AVAILABLE DATA section start

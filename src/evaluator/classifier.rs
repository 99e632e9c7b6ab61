// src/evaluator/classifier.rs — Zero-shot single-label classification

use async_trait::async_trait;
use minijinja::{context, Environment};
use serde::{Deserialize, Serialize};

use super::{EvalContext, EvalResult, Evaluator};
use crate::infra::errors::ProbeError;

const CLASSIFIER_PROMPT: &str = r#"You are acting as a classifier.
I want you to classify this output into one of the classification labels I am describing.
I am giving you the classification labels along with a description of the label.

Use the description to understand what each label means.
Then classify the output I am providing you as one of the labels, depending on which description matches most closely.

Your response should contain ONLY the classification label, and nothing else.
If no description matches, then return "None"

For example:

Classification Labels and Descriptions:
- plod: Represents a mammal.
- zazu: Represents a bird.
- goon: Represents a fish or sea animal.

Output to classify: "Eagles are majestic birds that fly high in the sky."
AI: zazu

Output to classify: "Sharks are dangerous and should be avoided."
AI: goon

Output to classify: "Lions are kings of the jungle."
AI: plod

Now here is my data to classify:
---
My input represents: {{ input_description }}
I want to determine: {{ task_description }}
Classification Labels and Descriptions:
{% for l in labels %}- {{ l.label }}: {{ l.description }}
{% endfor %}
Output to classify: "{{ output }}"
AI:"#;

#[derive(Debug, Clone, PartialEq, Serialize, Deserialize)]
pub struct ClassificationLabel {
    pub label: String,
    pub description: String,
}

impl ClassificationLabel {
    pub fn new(label: impl Into<String>, description: impl Into<String>) -> Self {
        Self {
            label: label.into(),
            description: description.into(),
        }
    }
}

/// Passes when the classifier model assigns `expected` to the output.
#[derive(Debug, Clone)]
pub struct MatchesClassification {
    pub labels: Vec<ClassificationLabel>,
    pub input_description: String,
    pub task_description: String,
    pub expected: String,
}

impl MatchesClassification {
    pub fn prompt(&self, output: &str) -> Result<String, minijinja::Error> {
        Environment::new().render_str(
            CLASSIFIER_PROMPT,
            context! {
                labels => &self.labels,
                input_description => &self.input_description,
                task_description => &self.task_description,
                output,
            },
        )
    }
}

/// Strip whitespace, quotes and a trailing period from a returned label.
pub fn normalize_label(raw: &str) -> &str {
    raw.trim()
        .trim_start_matches("AI:")
        .trim()
        .trim_end_matches('.')
        .trim_matches(|c| c == '"' || c == '\'' || c == '`')
        .trim_end_matches('.')
        .trim()
}

#[async_trait]
impl Evaluator for MatchesClassification {
    fn name(&self) -> &str {
        "matches_desired_classification"
    }

    async fn evaluate(&self, output: &str, ctx: &EvalContext) -> Result<EvalResult, ProbeError> {
        let prompt = self
            .prompt(output)
            .map_err(|e| ProbeError::evaluator(self.name(), format!("classifier prompt: {e}")))?;
        let raw = ctx
            .complete(self.name(), &ctx.classifier_model, &prompt)
            .await?;
        let label = normalize_label(&raw);

        Ok(if label == self.expected {
            EvalResult::pass(format!("output classified as '{label}'"))
        } else {
            EvalResult::fail(format!(
                "output classified as '{label}', expected '{}'",
                self.expected
            ))
        })
    }
}

#[cfg(test)]
mod tests {
    use super::*;
    use crate::provider::testing::StaticProvider;
    use std::sync::Arc;

    fn sentiment() -> MatchesClassification {
        MatchesClassification {
            labels: vec![
                ClassificationLabel::new("positive", "Upbeat or happy text"),
                ClassificationLabel::new("negative", "Sad or angry text"),
            ],
            input_description: "A tweet".into(),
            task_description: "The sentiment of the tweet".into(),
            expected: "positive".into(),
        }
    }

    #[test]
    fn test_normalize_label() {
        assert_eq!(normalize_label("  \"zazu\"\n"), "zazu");
        assert_eq!(normalize_label("AI: 'goon'."), "goon");
        assert_eq!(normalize_label("plod"), "plod");
    }

    #[test]
    fn test_prompt_lists_labels() {
        let prompt = sentiment().prompt("I love it").unwrap();
        assert!(prompt.contains("- positive: Upbeat or happy text"));
        assert!(prompt.contains("- negative: Sad or angry text"));
        assert!(prompt.contains("My input represents: A tweet"));
        assert!(prompt.contains("Output to classify: \"I love it\""));
    }

    #[tokio::test]
    async fn test_matching_label_passes() {
        let ctx = EvalContext::new(Arc::new(StaticProvider::replying(" \"positive\" ")));
        let r = sentiment().evaluate("I love it", &ctx).await.unwrap();
        assert_eq!(r.passed, Some(true));
    }

    #[tokio::test]
    async fn test_label_comparison_is_exact() {
        let ctx = EvalContext::new(Arc::new(StaticProvider::replying("Positive")));
        let r = sentiment().evaluate("I love it", &ctx).await.unwrap();
        assert_eq!(r.passed, Some(false));
        assert_eq!(r.reason, "output classified as 'Positive', expected 'positive'");
    }
}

AVAILABLE DATA section end

§ **AIM OF THE EXERCISE**: Restate every entry exactly. Leave nothing out.

§ **EXERCISE SOLUTION**:
filename src/evaluator/classifier.rs
repository 99e632e9c7b6ab61
// src/evaluator/classifier.rs — Zero-shot single-label classification

use async_trait::async_trait;
use minijinja::{context, Environment};
use serde::{Deserialize, Serialize};

use super::{EvalContext, EvalResult, Evaluator};
use crate::infra::errors::ProbeError;

const CLASSIFIER_PROMPT: &str = r#"You are acting as a classifier.
I want you to classify this output into one of the classification labels I am describing.
I am giving you the classification labels along with a description of the label.

Use the description to understand what each label means.
Then classify the output I am providing you as one of the labels, depending on which description matches most closely.

Your response should contain ONLY the classification label, and nothing else.
If no description matches, then return "None"

For example:

Classification Labels and Descriptions:
- plod: Represents a mammal.
- zazu: Represents a bird.
- goon: Represents a fish or sea animal.

Output to classify: "Eagles are majestic birds that fly high in the sky."
AI: zazu

Output to classify: "Sharks are dangerous and should be avoided."
AI: goon

Output to classify: "Lions are kings of the jungle."
AI: plod

Now here is my data to classify:
---
My input represents: {{ input_description }}
I want to determine: {{ task_description }}
Classification Labels and Descriptions:
{% for l in labels %}- {{ l.label }}: {{ l.description }}
{% endfor %}
Output to classify: "{{ output }}"
AI:"#;

#[derive(Debug, Clone, PartialEq, Serialize, Deserialize)]
pub struct ClassificationLabel {
    pub label: String,
    pub description: String,
}

impl ClassificationLabel {
    pub fn new(label: impl Into<String>, description: impl Into<String>) -> Self {
        Self {
            label: label.into(),
            description: description.into(),
        }
    }
}

/// Passes when the classifier model assigns `expected` to the output.
#[derive(Debug, Clone)]
pub struct MatchesClassification {
    pub labels: Vec<ClassificationLabel>,
    pub input_description: String,
    pub task_description: String,
    pub expected: String,
}

impl MatchesClassification {
    pub fn prompt(&self, output: &str) -> Result<String, minijinja::Error> {
        Environment::new().render_str(
            CLASSIFIER_PROMPT,
            context! {
                labels => &self.labels,
                input_description => &self.input_description,
                task_description => &self.task_description,
                output,
            },
        )
    }
}

/// Strip whitespace, quotes and a trailing period from a returned label.
pub fn normalize_label(raw: &str) -> &str {
    raw.trim()
        .trim_start_matches("AI:")
        .trim()
        .trim_end_matches('.')
        .trim_matches(|c| c == '"' || c == '\'' || c == '`')
        .trim_end_matches('.')
        .trim()
}

#[async_trait]
impl Evaluator for MatchesClassification {
    fn name(&self) -> &str {
        "matches_desired_classification"
    }

    async fn evaluate(&self, output: &str, ctx: &EvalContext) -> Result<EvalResult, ProbeError> {
        let prompt = self
            .prompt(output)
            .map_err(|e| ProbeError::evaluator(self.name(), format!("classifier prompt: {e}")))?;
        let raw = ctx
            .complete(self.name(), &ctx.classifier_model, &prompt)
            .await?;
        let label = normalize_label(&raw);

        Ok(if label == self.expected {
            EvalResult::pass(format!("output classified as '{label}'"))
        } else {
            EvalResult::fail(format!(
                "output classified as '{label}', expected '{}'",
                self.expected
            ))
        })
    }
}

#[cfg(test)]
mod tests {
    use super::*;
    use crate::provider::testing::StaticProvider;
    use std::sync::Arc;

    fn sentiment() -> MatchesClassification {
        MatchesClassification {
            labels: vec![
                ClassificationLabel::new("positive", "Upbeat or happy text"),
                ClassificationLabel::new("negative", "Sad or angry text"),
            ],
            input_description: "A tweet".into(),
            task_description: "The sentiment of the tweet".into(),
            expected: "positive".into(),
        }
    }

    #[test]
    fn test_normalize_label() {
        assert_eq!(normalize_label("  \"zazu\"\n"), "zazu");
        assert_eq!(normalize_label("AI: 'goon'."), "goon");
        assert_eq!(normalize_label("plod"), "plod");
    }

    #[test]
    fn test_prompt_lists_labels() {
        let prompt = sentiment().prompt("I love it").unwrap();
        assert!(prompt.contains("- positive: Upbeat or happy text"));
        assert!(prompt.contains("- negative: Sad or angry text"));
        assert!(prompt.contains("My input represents: A tweet"));
        assert!(prompt.contains("Output to classify: \"I love it\""));
    }

    #[tokio::test]
    async fn test_matching_label_passes() {
        let ctx = EvalContext::new(Arc::new(StaticProvider::replying(" \"positive\" ")));
        let r = sentiment().evaluate("I love it", &ctx).await.unwrap();
        assert_eq!(r.passed, Some(true));
    }

    #[tokio::test]
    async fn test_label_comparison_is_exact() {
        let ctx = EvalContext::new(Arc::new(StaticProvider::replying("Positive")));
        let r = sentiment().evaluate("I love it", &ctx).await.unwrap();
        assert_eq!(r.passed, Some(false));
        assert_eq!(r.reason, "output classified as 'Positive', expected 'positive'");
    }
}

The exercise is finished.